Od dłuższego czasu jednak pod Wawelem trwają poszukiwania napastnika. Ten był zapowiadany już wiele tygodni temu, ale jak na razie brakuje w tej sprawie konkretów.
Do niedawna wydawało się, że głównym kandydatem, by zasilić spadkowicza z najwyższego szczebla rozgrywkowego w Polsce, jest tajemniczy Hiszpan z Segunda División. Tu jednak panuje impas.
13-krotny mistrz Polski rozglądał się zatem za innymi opcjami, a jedna z dróg prowadziła do Piotra Parzyszka.

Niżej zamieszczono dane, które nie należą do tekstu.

//! Seal command.
//!
//! Reads values in the key/value text format, merges them with an optional
//! file of existing plaintext, and prints the sealed record as JSON.

use std::path::{Path, PathBuf};
use std::sync::Arc;

use clap::Args;
use tracing::info;

use crate::cli::output;
use crate::core::cipher::{Hybrid, LabelBinding};
use crate::core::config::Config;
use crate::core::domain::SealRequest;
use crate::core::parser;
use crate::core::pipeline::Sealer;
use crate::core::scope::Scope;
use crate::core::store::{MemoryStore, PemFileKeySource};
use crate::error::{ConfigError, Result};

/// Arguments of `sealant seal`.
#[derive(Args, Debug)]
pub struct SealArgs {
    /// Scope: cluster, namespace or strict
    #[arg(short, long, default_value = "strict")]
    pub scope: Scope,

    /// Target namespace
    #[arg(short, long)]
    pub namespace: String,

    /// Target secret name
    #[arg(long)]
    pub name: String,

    /// File with KEY=value lines, `-` for stdin
    #[arg(short = 'f', long, default_value = "-")]
    pub values: String,

    /// Controller public key (PEM). Overrides controller.public_key
    #[arg(short, long)]
    pub key: Option<PathBuf>,

    /// File with the plaintext currently stored under this name
    #[arg(long)]
    pub existing: Option<PathBuf>,

    /// File with annotations of the previously sealed record
    #[arg(long)]
    pub annotations: Option<PathBuf>,

    /// Extra comma-separated annotation keys to preserve
    #[arg(long)]
    pub preserve: Option<String>,

    /// Values encrypted in parallel
    #[arg(long)]
    pub workers: Option<usize>,

    /// Deadline in seconds
    #[arg(long)]
    pub timeout: Option<u64>,

    /// Label binding: oaep-and-aead or oaep-only
    #[arg(long)]
    pub label_binding: Option<LabelBinding>,
}

/// Execute the seal command.
///
/// # Errors
///
/// Returns an error if any input fails to parse or validate, the key cannot
/// be read, or sealing fails.
pub fn execute(args: SealArgs, config: &Config) -> Result<()> {
    let values = parser::parse(&read_input(&args.values)?)?;
    let request = SealRequest::new(args.scope, &args.namespace, &args.name, values)?;
    info!(
        scope = %request.scope(),
        namespace = request.namespace(),
        name = request.secret_name(),
        "creating sealed secret"
    );

    let mut store = MemoryStore::new();
    if let Some(path) = &args.existing {
        let existing = parser::parse(&read_file(path)?)?;
        store = store.with_secret(&args.namespace, &args.name, existing);
    }
    if let Some(path) = &args.annotations {
        let annotations = parser::parse(&read_file(path)?)?;
        store = store.with_annotations(&args.namespace, &args.name, annotations);
    }

    let config = with_overrides(config, &args)?;
    let key_path = config
        .controller
        .public_key
        .clone()
        .ok_or(ConfigError::InvalidValue {
            field: "controller.public_key",
            reason: "not set, pass --key".to_string(),
        })?;
    let timeout = config.timeout();

    let store = Arc::new(store);
    let sealer = Sealer::new(
        store.clone(),
        store,
        Arc::new(PemFileKeySource::new(key_path)),
    )
    .with_encryptor(Arc::new(Hybrid::new(config.sealing.label_binding)))
    .with_allowlist(config.allowlist())
    .with_workers(config.sealing.workers);

    let runtime = tokio::runtime::Builder::new_multi_thread()
        .enable_all()
        .build()?;
    let record = runtime.block_on(sealer.seal_with_timeout(&request, timeout))?;

    println!("{}", serde_json::to_string_pretty(&record)?);
    output::success(&format!(
        "sealed {} value(s) for {}/{}",
        record.encrypted_data().len(),
        request.namespace(),
        request.secret_name()
    ));
    Ok(())
}

/// Apply command-line flags over `config` and validate the result.
///
/// Flags go through the same checks as the config file.
fn with_overrides(config: &Config, args: &SealArgs) -> Result<Config> {
    let mut config = config.clone().with_preserve_csv(args.preserve.clone());
    if let Some(key) = &args.key {
        config.controller.public_key = Some(key.clone());
    }
    if let Some(workers) = args.workers {
        config.sealing.workers = workers;
    }
    if let Some(timeout) = args.timeout {
        config.sealing.timeout_secs = timeout;
    }
    if let Some(binding) = args.label_binding {
        config.sealing.label_binding = binding;
    }
    config.validate()?;
    Ok(config)
}

fn read_input(source: &str) -> Result<String> {
    if source == "-" {
        Ok(std::io::read_to_string(std::io::stdin())?)
    } else {
        read_file(Path::new(source))
    }
}

fn read_file(path: &Path) -> Result<String> {
    Ok(std::fs::read_to_string(path)?)
}
//! Core library components.
//!
//! Parsing, scope resolution, encryption and the sealing pipeline. Nothing
//! here talks to a cluster; collaborators come in through [`store`].

pub mod annotations;
pub mod cipher;
pub mod config;
pub mod constants;
pub mod domain;
pub mod parser;
pub mod pipeline;
pub mod scope;
pub mod store;
pub mod types;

28-latek jest obecnie zawodnikiem włoskiego Frosinone Calcio, ale ostatni sezon spędził na wypożyczeniu w Pogoni Szczecin. Tam jednak furory nie zrobił, dlatego nie zdecydowano się go wykupić.

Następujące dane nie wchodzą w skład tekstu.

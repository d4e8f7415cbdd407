//! Scope resolution.
//!
//! A scope decides how far a sealed value may travel: anywhere in the
//! cluster, anywhere in one namespace, or only into one named secret. The
//! scope is enforced by the label mixed into both encryption steps, and
//! advertised to the controller through a marker annotation.

use std::fmt;
use std::str::FromStr;

use serde::{Deserialize, Serialize};

use crate::core::constants::{
    CLUSTER_WIDE_ANNOTATION, NAMESPACE_WIDE_ANNOTATION, SCOPE_ANNOTATIONS,
};
use crate::core::types::AnnotationSet;
use crate::error::ValidationError;

/// Breadth of the decryption context a value is bound to.
#[derive(Debug, Clone, Copy, PartialEq, Eq, Hash, Default, Serialize, Deserialize)]
#[serde(rename_all = "lowercase")]
pub enum Scope {
    Cluster,
    Namespace,
    #[default]
    Strict,
}

impl Scope {
    /// Binding label for a secret under this scope.
    pub fn label(&self, namespace: &str, secret_name: &str) -> Label {
        match self {
            Self::Cluster => Label(String::new()),
            Self::Namespace => Label(namespace.to_string()),
            Self::Strict => Label(format!("{}/{}", namespace, secret_name)),
        }
    }

    /// Marker annotations advertising this scope. Strict has none.
    pub fn annotations(&self) -> AnnotationSet {
        let mut annotations = AnnotationSet::new();
        match self {
            Self::Cluster => {
                annotations.insert(CLUSTER_WIDE_ANNOTATION.to_string(), "true".to_string());
            }
            Self::Namespace => {
                annotations.insert(NAMESPACE_WIDE_ANNOTATION.to_string(), "true".to_string());
            }
            Self::Strict => {}
        }
        annotations
    }

    pub fn as_str(&self) -> &'static str {
        match self {
            Self::Cluster => "cluster",
            Self::Namespace => "namespace",
            Self::Strict => "strict",
        }
    }
}

impl fmt::Display for Scope {
    fn fmt(&self, f: &mut fmt::Formatter<'_>) -> fmt::Result {
        f.write_str(self.as_str())
    }
}

impl FromStr for Scope {
    type Err = ValidationError;

    fn from_str(s: &str) -> Result<Self, Self::Err> {
        match s.trim().to_ascii_lowercase().as_str() {
            "cluster" => Ok(Self::Cluster),
            "namespace" => Ok(Self::Namespace),
            "strict" => Ok(Self::Strict),
            _ => Err(ValidationError::UnknownScope(s.to_string())),
        }
    }
}

/// Binding context mixed into key wrapping and payload sealing.
#[derive(Debug, Clone, PartialEq, Eq, Hash)]
pub struct Label(String);

impl Label {
    pub fn as_str(&self) -> &str {
        &self.0
    }

    pub fn as_bytes(&self) -> &[u8] {
        self.0.as_bytes()
    }

    pub fn is_empty(&self) -> bool {
        self.0.is_empty()
    }
}

impl fmt::Display for Label {
    fn fmt(&self, f: &mut fmt::Formatter<'_>) -> fmt::Result {
        f.write_str(&self.0)
    }
}

/// Resolve the binding label for `(scope, namespace, secret_name)`.
pub fn resolve_label(scope: Scope, namespace: &str, secret_name: &str) -> Label {
    scope.label(namespace, secret_name)
}

/// Resolve the marker annotations for `scope`.
pub fn resolve_annotations(scope: Scope) -> AnnotationSet {
    scope.annotations()
}

/// Whether `key` is one of the reserved scope markers.
pub fn is_scope_annotation(key: &str) -> bool {
    SCOPE_ANNOTATIONS.contains(&key)
}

Do gry miała rzekomo wejść Wisła Kraków, ale według Bartosza Karcza z transferu nici. Parzyszek był bowiem rzekomo tylko oferowany „Białej Gwieździe” i pod Wawel nie trafi.
Telenowela trwa zatem najlepsze i na razie nie ma widoków na jej zakończenie. Nie pozostaje więc nic innego jak skupić się na kolejnym spotkaniu ligowym, a to już wkrótce, bo ekipa Jerzego Brzęczka zmierzy się w sobotę ze Skrą Częstochowa.